The night Nadir Shah attacked Delhi in 1739, Mughal badshah Muhammed Shah was engaged in delirious revelry, at least so goes pop history. Nevermind the historical accuracy of the story, its message rings true: empires die when emperors take it easy. And that is a truth Deepinder Goyal knows well.
Back in 2022, in the days following the end of pandemic restrictions, the food delivery market had slowed. Having made a bumper entry into the stock market only a year ago, Zomato was finding it difficult to show profitability. Its multiple in-house forays into grocery delivery had failed. Its stock price was plummeting.
At this juncture, Goyal made an audacious bet. He went and acquired Blinkit, a loss-making company for many years for a whopping sum of Rs 4,447 crore. No one understood the move at the time. Zomato’s stock price took a further beating.

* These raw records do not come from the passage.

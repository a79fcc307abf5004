use serde::{Deserialize, Serialize};

#[derive(Debug, Clone, PartialEq, Eq, Serialize, Deserialize)]
pub struct Group {
    pub id: i64,
    pub title: String,
    pub slug: String,
    pub description: String,
}

#[derive(Debug, Clone)]
pub struct NewGroup {
    pub title: String,
    pub slug: String,
    pub description: String,
}

impl NewGroup {
    pub fn new(title: impl Into<String>, slug: impl Into<String>) -> Self {
        Self {
            title: title.into(),
            slug: slug.into(),
            description: String::new(),
        }
    }
}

Observers said Zomato was biting off more than it could chew. But loyalists maintained it was a calculated bet because Zomato had already acquired a minority stake in the company and that had given Goyal the opportunity to take a close look at Blinkit’s finances.
According to people in the know, he spent six months diving deep into the inner workings of Blinkit to understand if it could be turned around. He even got Blinkit executives to work out of Zomato’s offices before the acquisition happened.
Saviour and the Saved
Fast forward to April 2024, Blinkit emerged as the crown jewel in Zomato’s expanding empire. Goldman Sachs valued the quick-commerce platform more than Zomato’s original food-delivery business. Deepinder Goyal, speaking at an event recently, called his bet on Blinkit “survival instinct”. Zomato has recorded profits at a consolidated level four quarters on a trot.
This has happened as Zomato’s food delivery arm has started seeing the flywheel effects of scale—customers are using the app more frequently, and the company’s bargaining power with eateries has increased. Its delivery riders are busier every hour of the day.
As much as winning is a habit in sports, profitability becomes a habit for companies. Once you get into that space, you continue to get it right. Sreedhar Prasad, Start-up Investor
Zomato has also started eating into Swiggy’s market share inch by inch. Swiggy’s share of the market fell from 52% in 2020 to 45% in 2023, while Zomato gained. Goyal’s company has made strategic investments in non-metro cities. Initially deemed unprofitable, these investments have yielded long-term gains.
“As much as winning is a habit in sports, profitability becomes a habit for companies. Once you get into that space, you continue to get it right. But it’s not easy for many tech companies to get to profitability,” says Sreedhar Prasad, a veteran start-up investor and management consultant.
When Things Fall Apart
But there was a time when the company had veered from its path to profitability. This happened immediately following Zomato’s public market debut. Goyal sensed that a number of employees, including some senior members who had made a lot of money in the initial public offer (IPO), had lost the drive to get things done.
Goyal realised that if he took off for a weekend trip or hit the gym an hour earlier than usual in the evenings, it reflected on how Zomato employees behaved. They would take his departures as a cue to let their hair down a bit. And that the Zomato chief, who frequently says “It’s still day zero” could not bear to see. Heads rolled. And in its aftermath, Goyal led by example. It is said that he would often be the first person to walk into work and the last one to leave and that he allowed himself no weekends.
The toil paid rich dividends to Zomato’s shareholders. The company’s market capitalisation has jumped more than two-fold to well over Rs 2 lakh crore over the past year.
Experts say that a key marker of a venture capital-backed company’s future potential is how bullish its early investors are. Revealingly, Sanjeev Bikhchandani-backed Info Edge, one of the earliest investors in Zomato, is holding on to its 13.5% stake worth about Rs 30,000 crore. Zomato’s cap table now includes blue-chip investors like Vanguard and sovereign wealth funds of Norway, Singapore and Kuwait.
What are they betting on? A trillion-dollar market opportunity? A new value pool through Zomato’s entry into the going-out business?
Or are they betting on Deepinder Goyal? The 41-year-old chief executive with undying hunger and unending agility. He is after all the ‘key man’, the one who is expected to keep taking wild swings at opportunities of the future. Goyal is a changemaker not only because he has made a killing with Blinkit but also because he is able to change with the times.